### Supplied material

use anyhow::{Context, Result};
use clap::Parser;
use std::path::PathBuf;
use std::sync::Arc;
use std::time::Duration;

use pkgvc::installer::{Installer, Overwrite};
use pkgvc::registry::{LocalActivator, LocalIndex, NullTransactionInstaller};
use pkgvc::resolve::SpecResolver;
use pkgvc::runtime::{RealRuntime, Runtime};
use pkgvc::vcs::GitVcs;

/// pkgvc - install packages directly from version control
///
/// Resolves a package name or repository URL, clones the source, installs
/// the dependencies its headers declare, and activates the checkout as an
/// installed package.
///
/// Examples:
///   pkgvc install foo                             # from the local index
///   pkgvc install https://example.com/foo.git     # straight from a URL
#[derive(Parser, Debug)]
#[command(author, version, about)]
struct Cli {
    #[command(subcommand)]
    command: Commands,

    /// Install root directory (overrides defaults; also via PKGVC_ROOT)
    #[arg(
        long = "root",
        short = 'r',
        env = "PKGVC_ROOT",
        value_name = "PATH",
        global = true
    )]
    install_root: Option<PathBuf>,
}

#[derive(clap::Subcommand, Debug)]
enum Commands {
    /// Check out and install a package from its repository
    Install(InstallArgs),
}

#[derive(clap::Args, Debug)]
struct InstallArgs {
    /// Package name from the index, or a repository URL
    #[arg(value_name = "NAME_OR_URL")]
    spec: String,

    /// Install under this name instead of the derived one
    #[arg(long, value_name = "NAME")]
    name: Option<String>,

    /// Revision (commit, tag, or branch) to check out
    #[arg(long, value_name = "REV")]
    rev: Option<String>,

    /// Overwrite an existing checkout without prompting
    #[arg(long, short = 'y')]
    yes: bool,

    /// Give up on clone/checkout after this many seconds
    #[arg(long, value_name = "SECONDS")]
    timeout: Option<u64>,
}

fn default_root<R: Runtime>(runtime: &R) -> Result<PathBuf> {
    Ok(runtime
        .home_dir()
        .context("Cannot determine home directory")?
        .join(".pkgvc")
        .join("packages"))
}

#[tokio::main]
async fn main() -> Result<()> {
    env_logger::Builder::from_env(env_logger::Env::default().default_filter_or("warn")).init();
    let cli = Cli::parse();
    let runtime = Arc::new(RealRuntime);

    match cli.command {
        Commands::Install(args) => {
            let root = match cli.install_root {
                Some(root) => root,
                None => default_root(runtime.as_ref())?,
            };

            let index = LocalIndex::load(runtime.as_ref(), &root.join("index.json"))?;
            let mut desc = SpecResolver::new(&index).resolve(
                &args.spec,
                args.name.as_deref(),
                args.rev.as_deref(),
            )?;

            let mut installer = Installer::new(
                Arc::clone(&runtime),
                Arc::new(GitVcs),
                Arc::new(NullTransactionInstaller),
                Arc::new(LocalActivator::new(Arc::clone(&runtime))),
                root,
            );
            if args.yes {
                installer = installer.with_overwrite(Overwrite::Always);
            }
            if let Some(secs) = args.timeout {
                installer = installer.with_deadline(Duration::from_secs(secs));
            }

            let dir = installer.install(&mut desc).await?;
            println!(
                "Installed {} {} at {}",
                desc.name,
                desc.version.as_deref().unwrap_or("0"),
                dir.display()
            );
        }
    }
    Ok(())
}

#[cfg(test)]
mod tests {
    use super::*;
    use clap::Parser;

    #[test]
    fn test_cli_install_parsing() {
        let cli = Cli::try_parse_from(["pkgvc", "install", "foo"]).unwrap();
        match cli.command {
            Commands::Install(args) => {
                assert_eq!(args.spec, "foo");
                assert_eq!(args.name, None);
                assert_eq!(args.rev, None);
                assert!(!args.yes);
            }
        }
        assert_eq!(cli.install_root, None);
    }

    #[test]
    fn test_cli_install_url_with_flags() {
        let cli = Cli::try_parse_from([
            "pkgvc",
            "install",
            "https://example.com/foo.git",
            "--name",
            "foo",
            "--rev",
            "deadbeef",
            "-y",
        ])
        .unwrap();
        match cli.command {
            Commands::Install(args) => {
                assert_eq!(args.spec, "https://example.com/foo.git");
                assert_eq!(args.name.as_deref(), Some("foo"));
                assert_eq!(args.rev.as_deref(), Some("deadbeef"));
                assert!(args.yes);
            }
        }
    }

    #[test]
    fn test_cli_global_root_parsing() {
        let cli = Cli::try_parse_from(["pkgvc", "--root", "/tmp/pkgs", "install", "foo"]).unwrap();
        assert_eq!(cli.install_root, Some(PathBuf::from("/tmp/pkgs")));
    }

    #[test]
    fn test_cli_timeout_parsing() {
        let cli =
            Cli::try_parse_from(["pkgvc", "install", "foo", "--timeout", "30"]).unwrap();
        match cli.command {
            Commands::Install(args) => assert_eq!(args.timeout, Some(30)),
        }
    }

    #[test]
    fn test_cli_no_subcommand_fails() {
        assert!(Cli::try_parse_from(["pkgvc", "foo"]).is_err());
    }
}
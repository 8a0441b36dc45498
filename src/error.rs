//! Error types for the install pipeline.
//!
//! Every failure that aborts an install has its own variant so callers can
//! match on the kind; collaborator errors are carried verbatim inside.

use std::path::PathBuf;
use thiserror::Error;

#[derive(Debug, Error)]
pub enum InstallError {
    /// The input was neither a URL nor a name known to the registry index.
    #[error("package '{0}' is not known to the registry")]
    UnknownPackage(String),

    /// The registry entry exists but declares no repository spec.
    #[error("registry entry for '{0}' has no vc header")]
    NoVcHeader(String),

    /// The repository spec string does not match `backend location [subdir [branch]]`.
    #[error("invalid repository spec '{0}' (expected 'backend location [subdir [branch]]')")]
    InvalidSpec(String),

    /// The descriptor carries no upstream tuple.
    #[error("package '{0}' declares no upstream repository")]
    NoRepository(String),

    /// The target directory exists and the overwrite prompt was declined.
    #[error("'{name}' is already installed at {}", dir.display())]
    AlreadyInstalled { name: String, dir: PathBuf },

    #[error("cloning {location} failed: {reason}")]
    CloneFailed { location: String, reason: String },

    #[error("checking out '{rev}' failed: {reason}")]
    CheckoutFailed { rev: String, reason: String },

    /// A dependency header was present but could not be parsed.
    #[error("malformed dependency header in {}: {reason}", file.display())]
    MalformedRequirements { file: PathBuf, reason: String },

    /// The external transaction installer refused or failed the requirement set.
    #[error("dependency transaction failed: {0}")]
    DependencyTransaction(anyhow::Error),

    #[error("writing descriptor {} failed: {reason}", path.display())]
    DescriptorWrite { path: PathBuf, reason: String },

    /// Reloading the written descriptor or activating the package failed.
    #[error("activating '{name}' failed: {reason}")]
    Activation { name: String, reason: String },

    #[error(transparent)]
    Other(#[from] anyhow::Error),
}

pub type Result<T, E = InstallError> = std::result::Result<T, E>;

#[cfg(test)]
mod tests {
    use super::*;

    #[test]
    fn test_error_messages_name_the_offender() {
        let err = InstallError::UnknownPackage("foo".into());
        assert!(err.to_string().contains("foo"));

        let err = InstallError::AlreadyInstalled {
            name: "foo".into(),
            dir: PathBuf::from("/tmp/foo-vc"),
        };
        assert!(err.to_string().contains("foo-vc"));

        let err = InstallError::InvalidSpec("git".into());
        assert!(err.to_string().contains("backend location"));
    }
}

### What the task requires
Check each line above for the word "SpecResolver", and copy the lines where it appears.

### Solution for this task
use pkgvc::resolve::SpecResolver;
            let mut desc = SpecResolver::new(&index).resolve(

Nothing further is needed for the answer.